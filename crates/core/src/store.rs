//! Session-scoped owner of the cart.
//!
//! [`CartStore`] is the single place a cart lives. Views read it through
//! [`CartStore::state`] and request changes through
//! [`CartStore::dispatch`]; there is no ambient global cart.

use tracing::{debug, warn};

use crate::cart::{ActionEnvelope, ActionError, CartAction, CartError, CartState, reduce};
use crate::catalog::ProductLookup;
use crate::types::ProductId;

/// Errors from [`CartStore::dispatch_envelope`].
#[derive(thiserror::Error, Debug)]
pub enum DispatchError {
    #[error(transparent)]
    Action(#[from] ActionError),
    #[error(transparent)]
    Cart(#[from] CartError),
}

/// Holds the current cart and the catalog it draws products from.
#[derive(Debug, Clone)]
pub struct CartStore<C> {
    state: CartState,
    catalog: C,
}

impl<C: ProductLookup> CartStore<C> {
    /// A store with an empty cart.
    pub const fn new(catalog: C) -> Self {
        Self {
            state: CartState::new(),
            catalog,
        }
    }

    /// The current cart.
    pub const fn state(&self) -> &CartState {
        &self.state
    }

    pub const fn catalog(&self) -> &C {
        &self.catalog
    }

    /// Apply an action and keep the resulting cart.
    ///
    /// On error the held cart is left exactly as it was.
    ///
    /// # Errors
    ///
    /// Propagates the reducer's [`CartError`].
    pub fn dispatch(&mut self, action: &CartAction) -> Result<&CartState, CartError> {
        match reduce(&self.state, action, &self.catalog) {
            Ok(next) => {
                debug!(
                    action = action.tag(),
                    product_id = %action.product_id(),
                    items = next.len(),
                    total_quantity = next.total_quantity(),
                    "cart updated"
                );
                self.state = next;
                Ok(&self.state)
            }
            Err(e) => {
                warn!(action = action.tag(), error = %e, "cart action rejected");
                Err(e)
            }
        }
    }

    /// Add one unit of `id`.
    ///
    /// # Errors
    ///
    /// Returns [`CartError::NotFound`] if the catalog has no such product.
    pub fn add_item_to_cart(&mut self, id: impl Into<ProductId>) -> Result<&CartState, CartError> {
        self.dispatch(&CartAction::add(id))
    }

    /// Change the quantity of `id` by `amount`, removing it at zero.
    ///
    /// # Errors
    ///
    /// Returns [`CartError::NotFound`] if the item is not in the cart.
    pub fn update_item_quantity(
        &mut self,
        id: impl Into<ProductId>,
        amount: i64,
    ) -> Result<&CartState, CartError> {
        self.dispatch(&CartAction::update(id, amount))
    }

    /// Decode and apply an untyped action.
    ///
    /// Tags the cart does not recognize leave the cart unchanged.
    ///
    /// # Errors
    ///
    /// Returns [`DispatchError::Action`] for a malformed payload and
    /// [`DispatchError::Cart`] if the decoded action fails.
    pub fn dispatch_envelope(
        &mut self,
        envelope: &ActionEnvelope,
    ) -> Result<&CartState, DispatchError> {
        match envelope.decode()? {
            Some(action) => Ok(self.dispatch(&action)?),
            None => {
                debug!(action = %envelope.kind, "ignoring unrecognized action");
                Ok(&self.state)
            }
        }
    }

    /// Consume the store, returning the final cart.
    pub fn into_state(self) -> CartState {
        self.state
    }
}
//! CLI configuration loaded from environment variables.
//!
//! # Environment Variables
//!
//! ## Optional
//! - `EC_CATALOG_PATH` - YAML or JSON product list (default: built-in demo catalog)
//! - `EC_CURRENCY` - Display currency code: USD, EUR, GBP, CAD, AUD (default: USD)
//! - `EC_LOG_FORMAT` - `text` or `json` (default: text)
//! - `RUST_LOG` - Log filter (default: `elegant_context_cli=info,elegant_context_core=info`)

use std::path::PathBuf;

use elegant_context_core::CurrencyCode;
use thiserror::Error;

const CATALOG_PATH_VAR: &str = "EC_CATALOG_PATH";
const CURRENCY_VAR: &str = "EC_CURRENCY";
const LOG_FORMAT_VAR: &str = "EC_LOG_FORMAT";

/// Configuration errors that can occur during loading.
#[derive(Debug, Error)]
pub enum ConfigError {
    #[error("Invalid environment variable {0}: {1}")]
    InvalidEnvVar(String, String),
}

/// Log output format.
#[derive(Debug, Clone, Copy, PartialEq, Eq, Default)]
pub enum LogFormat {
    #[default]
    Text,
    Json,
}

/// CLI configuration.
#[derive(Debug, Clone, Default)]
pub struct CliConfig {
    /// Catalog file; `None` means the demo catalog
    pub catalog_path: Option<PathBuf>,
    /// Currency used when formatting prices
    pub currency: CurrencyCode,
    pub log_format: LogFormat,
}

impl CliConfig {
    /// Load configuration from the process environment.
    ///
    /// # Errors
    ///
    /// Returns an error if a variable is set to an unsupported value.
    pub fn from_env() -> Result<Self, ConfigError> {
        Self::from_lookup(|key| std::env::var(key).ok())
    }

    /// Load configuration through an arbitrary variable lookup.
    ///
    /// # Errors
    ///
    /// Returns an error if a variable is set to an unsupported value.
    pub fn from_lookup<F>(lookup: F) -> Result<Self, ConfigError>
    where
        F: Fn(&str) -> Option<String>,
    {
        let catalog_path = lookup(CATALOG_PATH_VAR)
            .filter(|value| !value.trim().is_empty())
            .map(PathBuf::from);

        let currency = match lookup(CURRENCY_VAR) {
            Some(value) => value
                .parse::<CurrencyCode>()
                .map_err(|e| ConfigError::InvalidEnvVar(CURRENCY_VAR.to_string(), format!("{e}")))?,
            None => CurrencyCode::default(),
        };

        let log_format = match lookup(LOG_FORMAT_VAR).as_deref().map(str::trim) {
            None | Some("" | "text") => LogFormat::Text,
            Some("json") => LogFormat::Json,
            Some(other) => {
                return Err(ConfigError::InvalidEnvVar(
                    LOG_FORMAT_VAR.to_string(),
                    format!("expected `text` or `json`, got `{other}`"),
                ));
            }
        };

        Ok(Self {
            catalog_path,
            currency,
            log_format,
        })
    }
}

#[cfg(test)]
#[allow(clippy::unwrap_used)]
mod tests {
    use std::collections::HashMap;

    use super::*;

    fn load(vars: &[(&str, &str)]) -> Result<CliConfig, ConfigError> {
        let vars: HashMap<String, String> = vars
            .iter()
            .map(|(k, v)| ((*k).to_string(), (*v).to_string()))
            .collect();
        CliConfig::from_lookup(|key| vars.get(key).cloned())
    }

    #[test]
    fn test_defaults() {
        let config = load(&[]).unwrap();
        assert!(config.catalog_path.is_none());
        assert_eq!(config.currency, CurrencyCode::USD);
        assert_eq!(config.log_format, LogFormat::Text);
    }

    #[test]
    fn test_all_set() {
        let config = load(&[
            ("EC_CATALOG_PATH", "catalog.yaml"),
            ("EC_CURRENCY", "gbp"),
            ("EC_LOG_FORMAT", "json"),
        ])
        .unwrap();
        assert_eq!(config.catalog_path, Some(PathBuf::from("catalog.yaml")));
        assert_eq!(config.currency, CurrencyCode::GBP);
        assert_eq!(config.log_format, LogFormat::Json);
    }

    #[test]
    fn test_blank_catalog_path_uses_demo() {
        let config = load(&[("EC_CATALOG_PATH", "  ")]).unwrap();
        assert!(config.catalog_path.is_none());
    }

    #[test]
    fn test_invalid_currency() {
        let err = load(&[("EC_CURRENCY", "DOGE")]).unwrap_err();
        assert!(matches!(err, ConfigError::InvalidEnvVar(var, _) if var == "EC_CURRENCY"));
    }

    #[test]
    fn test_invalid_log_format() {
        assert!(load(&[("EC_LOG_FORMAT", "xml")]).is_err());
    }
}
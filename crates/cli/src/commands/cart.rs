//! Cart session commands.
//!
//! # Usage
//!
//! ```bash
//! # Replay a list of actions and show the resulting cart
//! ec-cli cart run session.yaml
//!
//! # Skip actions the cart rejects instead of stopping
//! ec-cli cart run session.json --keep-going
//!
//! # Walk through add, add, decrement, decrement on product p1
//! ec-cli cart demo
//! ```
//!
//! # Script Format
//!
//! A YAML or JSON list of action envelopes:
//!
//! ```yaml
//! - type: ADD_ITEM_TO_CART
//!   payload: p1
//! - type: UPDATE_ITEM_QUANTITY
//!   payload: { productId: p1, amount: -1 }
//! ```

use std::path::Path;

use elegant_context_core::{
    ActionEnvelope, CartAction, CartState, CartStore, CurrencyCode, DispatchError, Price,
    ProductLookup,
};
use rust_decimal::Decimal;
use tracing::{debug, info, warn};

use super::{CommandError, is_json, load_catalog, read_file};
use crate::config::CliConfig;

/// Outcome of replaying a script.
#[derive(Debug, Default, Clone, Copy, PartialEq, Eq)]
pub struct ReplaySummary {
    pub applied: usize,
    /// Rejected by the cart and passed over under `--keep-going`.
    pub skipped: usize,
    /// Tags the cart does not handle.
    pub ignored: usize,
}

/// Replay a cart script against a fresh cart.
///
/// # Errors
///
/// Returns an error if the catalog or script cannot be loaded, or if a step
/// fails (cart rejections are skipped when `keep_going` is set).
pub async fn run(
    config: &CliConfig,
    script: &Path,
    keep_going: bool,
) -> Result<(), CommandError> {
    let catalog = load_catalog(config).await?;
    let source = read_file(script).await?;
    let steps = parse_script(&source, script)?;
    info!(path = %script.display(), steps = steps.len(), "Replaying cart script");

    let mut store = CartStore::new(catalog);
    let summary = replay(&mut store, &steps, keep_going)?;

    info!(
        applied = summary.applied,
        skipped = summary.skipped,
        ignored = summary.ignored,
        "Replay complete"
    );
    log_cart(store.state(), config.currency);
    Ok(())
}

/// Run the add/add/decrement/decrement walkthrough on product `p1`.
///
/// # Errors
///
/// Returns an error if the catalog cannot be loaded or has no `p1`.
pub async fn demo(config: &CliConfig) -> Result<(), CommandError> {
    let catalog = load_catalog(config).await?;
    let mut store = CartStore::new(catalog);

    let steps = [
        CartAction::add("p1"),
        CartAction::add("p1"),
        CartAction::update("p1", -1),
        CartAction::update("p1", -1),
    ];
    for (index, action) in steps.iter().enumerate() {
        let step = index + 1;
        store
            .dispatch(action)
            .map_err(|e| CommandError::at_step(step, DispatchError::Cart(e)))?;
        info!(step, action = action.tag(), product_id = %action.product_id(), "Applied");
        log_cart(store.state(), config.currency);
    }
    Ok(())
}

/// Parse a script as JSON or YAML depending on the file extension.
pub(crate) fn parse_script(
    source: &str,
    path: &Path,
) -> Result<Vec<ActionEnvelope>, CommandError> {
    let parsed = if is_json(path) {
        serde_json::from_str(source).map_err(|e| e.to_string())
    } else {
        serde_yaml::from_str(source).map_err(|e| e.to_string())
    };
    parsed.map_err(|reason| CommandError::Script {
        path: path.to_path_buf(),
        reason,
    })
}

/// Dispatch every step in order. Steps are numbered from 1.
pub(crate) fn replay<C: ProductLookup>(
    store: &mut CartStore<C>,
    steps: &[ActionEnvelope],
    keep_going: bool,
) -> Result<ReplaySummary, CommandError> {
    let mut summary = ReplaySummary::default();
    for (index, envelope) in steps.iter().enumerate() {
        let step = index + 1;
        let decoded = envelope
            .decode()
            .map_err(|e| CommandError::at_step(step, DispatchError::Action(e)))?;
        let Some(action) = decoded else {
            debug!(step, action = %envelope.kind, "Ignoring unrecognized action");
            summary.ignored += 1;
            continue;
        };
        match store.dispatch(&action) {
            Ok(_) => summary.applied += 1,
            Err(e) if keep_going => {
                warn!(step, error = %e, "Skipping rejected action");
                summary.skipped += 1;
            }
            Err(e) => return Err(CommandError::at_step(step, DispatchError::Cart(e))),
        }
    }
    Ok(summary)
}

fn log_cart(state: &CartState, currency: CurrencyCode) {
    for line in describe_cart(state, currency) {
        info!("{line}");
    }
}

fn describe_cart(state: &CartState, currency: CurrencyCode) -> Vec<String> {
    if state.is_empty() {
        return vec!["Cart is empty".to_owned()];
    }

    let count = state.total_quantity();
    let noun = if count == 1 { "item" } else { "items" };
    let mut lines = vec![format!("Cart ({count} {noun})")];
    lines.extend(state.items().iter().map(|item| {
        format!(
            "  {:<28} {:>4} x {:>10} = {:>10}",
            item.name,
            item.quantity,
            Price::new(item.unit_price, currency).display(),
            amount(item.line_total(), currency)
        )
    }));
    lines.push(format!("  Subtotal: {}", amount(state.subtotal(), currency)));
    lines
}

/// Format a total, which is `None` when it overflowed.
fn amount(total: Option<Decimal>, currency: CurrencyCode) -> String {
    total.map_or_else(
        || "overflow".to_owned(),
        |total| Price::new(total, currency).display(),
    )
}
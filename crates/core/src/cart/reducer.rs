//! The cart reducer: `(state, action) -> next state`.

use crate::catalog::ProductLookup;
use crate::types::ProductId;

use super::{CartAction, CartError, CartItem, CartState};

/// Compute the cart that results from applying `action` to `state`.
///
/// The input state is never modified; callers keep it as the previous
/// snapshot. The catalog is consulted only when a product is added for the
/// first time.
///
/// # Errors
///
/// - [`CartError::NotFound`] if an add names a product the catalog does not
///   have, or an update names a product that is not in the cart.
/// - [`CartError::QuantityOverflow`] if the resulting quantity does not fit.
pub fn reduce<C>(
    state: &CartState,
    action: &CartAction,
    catalog: &C,
) -> Result<CartState, CartError>
where
    C: ProductLookup + ?Sized,
{
    match action {
        CartAction::AddItemToCart { product_id } => add_item(state, product_id, catalog),
        CartAction::UpdateItemQuantity { product_id, amount } => {
            update_quantity(state, product_id, *amount)
        }
    }
}

fn add_item<C>(state: &CartState, id: &ProductId, catalog: &C) -> Result<CartState, CartError>
where
    C: ProductLookup + ?Sized,
{
    let mut items = state.items.clone();

    if let Some(existing) = items.iter_mut().find(|item| &item.id == id) {
        existing.quantity = existing
            .quantity
            .checked_add(1)
            .ok_or_else(|| CartError::QuantityOverflow { id: id.clone() })?;
    } else {
        let product = catalog
            .find_by_id(id)
            .ok_or_else(|| CartError::NotFound { id: id.clone() })?;
        items.push(CartItem::from_product(product));
    }

    Ok(CartState { items })
}

fn update_quantity(state: &CartState, id: &ProductId, amount: i64) -> Result<CartState, CartError> {
    let index = state
        .position(id)
        .ok_or_else(|| CartError::NotFound { id: id.clone() })?;

    let mut items = state.items.clone();
    let Some(item) = items.get_mut(index) else {
        return Err(CartError::NotFound { id: id.clone() });
    };

    let quantity = i64::from(item.quantity).saturating_add(amount);
    if quantity <= 0 {
        items.remove(index);
    } else {
        item.quantity = u32::try_from(quantity)
            .map_err(|_| CartError::QuantityOverflow { id: id.clone() })?;
    }

    Ok(CartState { items })
}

========================================

### AIM OF THE EXERCISE
What lines in the listing include the string "does"? Copy them out.

### RESPONSE TO THE EXERCISE
    /// Tags the cart does not recognize leave the cart unchanged.
    /// Tags the cart does not handle.
/// - [`CartError::NotFound`] if an add names a product the catalog does not
/// - [`CartError::QuantityOverflow`] if the resulting quantity does not fit.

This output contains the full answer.